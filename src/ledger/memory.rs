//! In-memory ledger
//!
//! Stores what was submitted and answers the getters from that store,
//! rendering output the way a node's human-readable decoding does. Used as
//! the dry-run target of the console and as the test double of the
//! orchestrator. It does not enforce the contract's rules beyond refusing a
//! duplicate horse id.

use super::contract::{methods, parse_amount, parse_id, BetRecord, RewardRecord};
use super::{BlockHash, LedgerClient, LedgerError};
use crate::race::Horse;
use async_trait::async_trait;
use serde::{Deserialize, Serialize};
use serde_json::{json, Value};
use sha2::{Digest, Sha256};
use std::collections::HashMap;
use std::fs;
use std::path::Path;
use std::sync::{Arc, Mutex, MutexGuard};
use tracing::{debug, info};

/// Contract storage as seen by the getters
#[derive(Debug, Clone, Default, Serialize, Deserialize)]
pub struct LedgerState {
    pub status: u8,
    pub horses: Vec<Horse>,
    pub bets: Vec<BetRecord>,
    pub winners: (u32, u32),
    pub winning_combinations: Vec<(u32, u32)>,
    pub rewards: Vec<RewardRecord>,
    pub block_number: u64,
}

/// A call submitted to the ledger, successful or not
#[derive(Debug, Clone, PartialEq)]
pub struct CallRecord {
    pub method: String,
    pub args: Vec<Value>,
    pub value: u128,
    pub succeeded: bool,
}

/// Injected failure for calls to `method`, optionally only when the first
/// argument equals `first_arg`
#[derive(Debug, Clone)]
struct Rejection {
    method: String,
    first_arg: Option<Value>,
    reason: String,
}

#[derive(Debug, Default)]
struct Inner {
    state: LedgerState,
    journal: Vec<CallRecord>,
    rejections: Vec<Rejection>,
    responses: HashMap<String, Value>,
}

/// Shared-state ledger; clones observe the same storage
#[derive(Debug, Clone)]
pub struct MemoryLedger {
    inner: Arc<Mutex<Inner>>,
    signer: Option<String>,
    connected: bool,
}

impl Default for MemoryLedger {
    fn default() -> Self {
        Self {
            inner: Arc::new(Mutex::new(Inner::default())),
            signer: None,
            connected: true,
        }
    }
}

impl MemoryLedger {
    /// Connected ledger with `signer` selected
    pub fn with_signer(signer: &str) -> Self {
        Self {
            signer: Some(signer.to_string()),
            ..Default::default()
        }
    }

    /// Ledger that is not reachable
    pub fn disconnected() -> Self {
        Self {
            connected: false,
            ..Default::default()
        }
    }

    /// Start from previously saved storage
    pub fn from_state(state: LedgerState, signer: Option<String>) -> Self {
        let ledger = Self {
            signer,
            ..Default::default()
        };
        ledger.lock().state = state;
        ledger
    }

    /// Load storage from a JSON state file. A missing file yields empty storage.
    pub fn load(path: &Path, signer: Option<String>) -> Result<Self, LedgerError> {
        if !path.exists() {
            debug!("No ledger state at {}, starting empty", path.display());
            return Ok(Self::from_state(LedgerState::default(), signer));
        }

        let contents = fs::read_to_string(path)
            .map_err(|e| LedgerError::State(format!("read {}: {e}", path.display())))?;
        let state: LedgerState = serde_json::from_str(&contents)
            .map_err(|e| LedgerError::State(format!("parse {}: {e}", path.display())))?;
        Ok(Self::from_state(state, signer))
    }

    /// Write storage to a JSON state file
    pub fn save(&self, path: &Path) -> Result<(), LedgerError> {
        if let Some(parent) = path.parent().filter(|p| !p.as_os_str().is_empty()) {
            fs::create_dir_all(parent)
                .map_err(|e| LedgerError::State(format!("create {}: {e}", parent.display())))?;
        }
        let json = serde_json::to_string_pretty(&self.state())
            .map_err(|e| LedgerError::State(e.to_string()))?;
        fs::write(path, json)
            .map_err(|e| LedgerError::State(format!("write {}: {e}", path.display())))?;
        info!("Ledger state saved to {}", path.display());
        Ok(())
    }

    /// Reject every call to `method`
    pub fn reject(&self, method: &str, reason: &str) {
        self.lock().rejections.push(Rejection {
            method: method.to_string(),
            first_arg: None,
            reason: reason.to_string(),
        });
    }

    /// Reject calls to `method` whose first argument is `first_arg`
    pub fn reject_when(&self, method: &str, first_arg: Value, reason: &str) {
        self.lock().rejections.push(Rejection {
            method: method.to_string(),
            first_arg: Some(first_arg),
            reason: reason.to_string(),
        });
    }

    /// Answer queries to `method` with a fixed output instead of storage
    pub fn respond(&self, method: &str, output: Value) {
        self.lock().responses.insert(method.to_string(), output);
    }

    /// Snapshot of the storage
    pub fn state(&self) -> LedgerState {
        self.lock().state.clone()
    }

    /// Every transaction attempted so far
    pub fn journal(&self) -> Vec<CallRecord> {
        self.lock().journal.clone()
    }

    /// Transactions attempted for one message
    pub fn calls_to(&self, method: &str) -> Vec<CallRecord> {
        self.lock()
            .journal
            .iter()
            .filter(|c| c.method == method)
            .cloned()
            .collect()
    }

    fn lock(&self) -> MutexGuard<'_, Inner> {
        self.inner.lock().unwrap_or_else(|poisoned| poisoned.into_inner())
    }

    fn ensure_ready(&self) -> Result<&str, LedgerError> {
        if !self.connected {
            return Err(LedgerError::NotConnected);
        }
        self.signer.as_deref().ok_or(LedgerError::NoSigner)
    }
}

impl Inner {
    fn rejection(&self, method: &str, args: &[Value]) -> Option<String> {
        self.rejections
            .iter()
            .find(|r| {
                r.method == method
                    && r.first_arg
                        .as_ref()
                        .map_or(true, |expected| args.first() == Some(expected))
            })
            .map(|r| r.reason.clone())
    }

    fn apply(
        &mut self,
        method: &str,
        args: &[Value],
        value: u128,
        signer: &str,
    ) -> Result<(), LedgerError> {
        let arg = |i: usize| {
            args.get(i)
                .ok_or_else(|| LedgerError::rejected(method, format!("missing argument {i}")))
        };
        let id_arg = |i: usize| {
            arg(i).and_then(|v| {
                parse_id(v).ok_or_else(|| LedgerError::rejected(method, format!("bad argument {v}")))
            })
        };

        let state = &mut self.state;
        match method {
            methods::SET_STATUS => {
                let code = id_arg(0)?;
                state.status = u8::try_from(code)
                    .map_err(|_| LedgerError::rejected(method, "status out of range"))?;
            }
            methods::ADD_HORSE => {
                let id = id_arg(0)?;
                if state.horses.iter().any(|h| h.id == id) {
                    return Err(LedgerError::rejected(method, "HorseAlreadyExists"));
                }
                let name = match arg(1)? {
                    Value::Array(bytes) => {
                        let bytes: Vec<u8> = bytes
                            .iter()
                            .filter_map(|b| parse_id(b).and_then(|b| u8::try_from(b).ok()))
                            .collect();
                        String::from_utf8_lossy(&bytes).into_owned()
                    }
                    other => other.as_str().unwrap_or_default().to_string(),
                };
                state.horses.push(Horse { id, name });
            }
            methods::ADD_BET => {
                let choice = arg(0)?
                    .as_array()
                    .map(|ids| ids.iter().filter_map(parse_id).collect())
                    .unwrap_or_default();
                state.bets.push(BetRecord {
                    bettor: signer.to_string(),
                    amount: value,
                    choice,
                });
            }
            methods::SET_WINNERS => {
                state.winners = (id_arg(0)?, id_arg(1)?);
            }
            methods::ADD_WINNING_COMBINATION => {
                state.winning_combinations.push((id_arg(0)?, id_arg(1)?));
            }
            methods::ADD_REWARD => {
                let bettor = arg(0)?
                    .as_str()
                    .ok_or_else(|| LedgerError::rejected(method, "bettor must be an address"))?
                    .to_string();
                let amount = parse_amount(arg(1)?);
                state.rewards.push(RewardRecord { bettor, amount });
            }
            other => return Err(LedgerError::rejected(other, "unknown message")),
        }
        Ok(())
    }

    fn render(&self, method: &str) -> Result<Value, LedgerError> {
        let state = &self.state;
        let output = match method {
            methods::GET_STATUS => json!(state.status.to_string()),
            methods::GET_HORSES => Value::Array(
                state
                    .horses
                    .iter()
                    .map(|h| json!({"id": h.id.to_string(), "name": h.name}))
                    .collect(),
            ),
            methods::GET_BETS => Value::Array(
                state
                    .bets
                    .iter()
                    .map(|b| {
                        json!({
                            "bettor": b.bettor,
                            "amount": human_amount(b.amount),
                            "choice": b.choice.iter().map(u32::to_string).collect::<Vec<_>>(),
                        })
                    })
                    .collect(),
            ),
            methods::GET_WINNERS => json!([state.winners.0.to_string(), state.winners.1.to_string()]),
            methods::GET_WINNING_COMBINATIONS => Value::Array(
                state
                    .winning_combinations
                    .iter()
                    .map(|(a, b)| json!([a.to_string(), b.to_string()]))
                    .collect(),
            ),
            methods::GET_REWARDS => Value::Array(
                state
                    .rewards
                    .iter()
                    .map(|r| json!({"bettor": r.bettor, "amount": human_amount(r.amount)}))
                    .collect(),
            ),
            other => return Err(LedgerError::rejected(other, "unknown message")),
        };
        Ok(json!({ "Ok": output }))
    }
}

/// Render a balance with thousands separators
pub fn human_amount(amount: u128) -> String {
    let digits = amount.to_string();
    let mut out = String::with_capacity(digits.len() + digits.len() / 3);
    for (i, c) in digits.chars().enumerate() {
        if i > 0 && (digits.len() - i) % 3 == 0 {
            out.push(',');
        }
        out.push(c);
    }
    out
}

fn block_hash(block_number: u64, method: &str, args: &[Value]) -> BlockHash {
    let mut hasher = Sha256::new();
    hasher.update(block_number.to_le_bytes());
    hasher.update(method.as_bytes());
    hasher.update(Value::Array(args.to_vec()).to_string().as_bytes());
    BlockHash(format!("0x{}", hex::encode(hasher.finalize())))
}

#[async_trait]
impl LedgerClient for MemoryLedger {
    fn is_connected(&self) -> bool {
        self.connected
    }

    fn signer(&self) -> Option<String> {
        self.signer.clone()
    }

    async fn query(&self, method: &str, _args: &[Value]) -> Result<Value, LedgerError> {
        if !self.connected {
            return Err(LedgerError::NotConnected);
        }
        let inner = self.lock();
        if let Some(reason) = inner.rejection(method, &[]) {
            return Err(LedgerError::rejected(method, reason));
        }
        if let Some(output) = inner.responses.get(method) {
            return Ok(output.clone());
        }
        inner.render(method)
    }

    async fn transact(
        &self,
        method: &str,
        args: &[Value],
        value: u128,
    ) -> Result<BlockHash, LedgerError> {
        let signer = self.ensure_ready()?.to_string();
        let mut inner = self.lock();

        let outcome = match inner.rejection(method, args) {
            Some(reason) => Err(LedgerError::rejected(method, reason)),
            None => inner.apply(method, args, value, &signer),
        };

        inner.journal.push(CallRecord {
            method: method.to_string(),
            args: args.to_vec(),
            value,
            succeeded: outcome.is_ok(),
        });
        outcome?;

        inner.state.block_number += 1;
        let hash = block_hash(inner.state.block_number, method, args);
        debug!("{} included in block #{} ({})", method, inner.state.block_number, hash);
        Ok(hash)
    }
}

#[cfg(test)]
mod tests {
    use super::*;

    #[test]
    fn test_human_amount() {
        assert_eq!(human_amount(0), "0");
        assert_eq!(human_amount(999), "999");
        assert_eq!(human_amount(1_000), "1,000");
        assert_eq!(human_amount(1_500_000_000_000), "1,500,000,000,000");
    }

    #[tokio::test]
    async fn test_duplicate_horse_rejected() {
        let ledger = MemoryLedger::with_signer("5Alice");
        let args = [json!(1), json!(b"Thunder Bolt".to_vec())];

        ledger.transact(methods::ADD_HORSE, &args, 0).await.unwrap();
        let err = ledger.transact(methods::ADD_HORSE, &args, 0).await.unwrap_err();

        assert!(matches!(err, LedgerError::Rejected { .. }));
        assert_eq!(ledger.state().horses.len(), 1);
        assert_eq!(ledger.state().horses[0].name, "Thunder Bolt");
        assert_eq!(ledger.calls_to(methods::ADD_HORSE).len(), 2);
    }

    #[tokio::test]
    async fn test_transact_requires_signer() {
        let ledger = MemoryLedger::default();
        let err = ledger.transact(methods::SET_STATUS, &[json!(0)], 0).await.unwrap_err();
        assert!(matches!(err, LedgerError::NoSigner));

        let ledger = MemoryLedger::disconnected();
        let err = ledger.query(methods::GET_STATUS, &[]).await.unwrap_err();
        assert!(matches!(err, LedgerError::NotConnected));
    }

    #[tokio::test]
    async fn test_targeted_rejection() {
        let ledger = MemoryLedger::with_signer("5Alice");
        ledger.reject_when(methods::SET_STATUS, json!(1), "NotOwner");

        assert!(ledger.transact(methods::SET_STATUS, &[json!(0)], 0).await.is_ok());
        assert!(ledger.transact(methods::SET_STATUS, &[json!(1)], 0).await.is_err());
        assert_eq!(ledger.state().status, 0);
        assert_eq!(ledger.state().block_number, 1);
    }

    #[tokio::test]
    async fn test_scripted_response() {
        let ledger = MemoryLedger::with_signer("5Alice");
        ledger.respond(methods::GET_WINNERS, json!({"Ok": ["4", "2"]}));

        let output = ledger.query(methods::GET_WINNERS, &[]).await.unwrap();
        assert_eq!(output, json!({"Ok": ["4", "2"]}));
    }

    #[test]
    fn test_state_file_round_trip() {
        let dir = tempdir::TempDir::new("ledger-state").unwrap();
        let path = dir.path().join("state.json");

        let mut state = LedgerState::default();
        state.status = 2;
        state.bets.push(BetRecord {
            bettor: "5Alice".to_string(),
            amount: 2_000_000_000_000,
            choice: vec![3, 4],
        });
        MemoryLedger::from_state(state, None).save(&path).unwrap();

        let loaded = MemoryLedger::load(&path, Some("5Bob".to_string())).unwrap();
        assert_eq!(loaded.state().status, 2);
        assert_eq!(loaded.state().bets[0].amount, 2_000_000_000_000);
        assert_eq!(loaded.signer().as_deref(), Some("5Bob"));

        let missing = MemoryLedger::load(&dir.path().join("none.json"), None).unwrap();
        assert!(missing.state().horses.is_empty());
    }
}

_About this task_
Go through the data above and count the lines that hold "push". Respond with the number and no other words.

_The answer_
10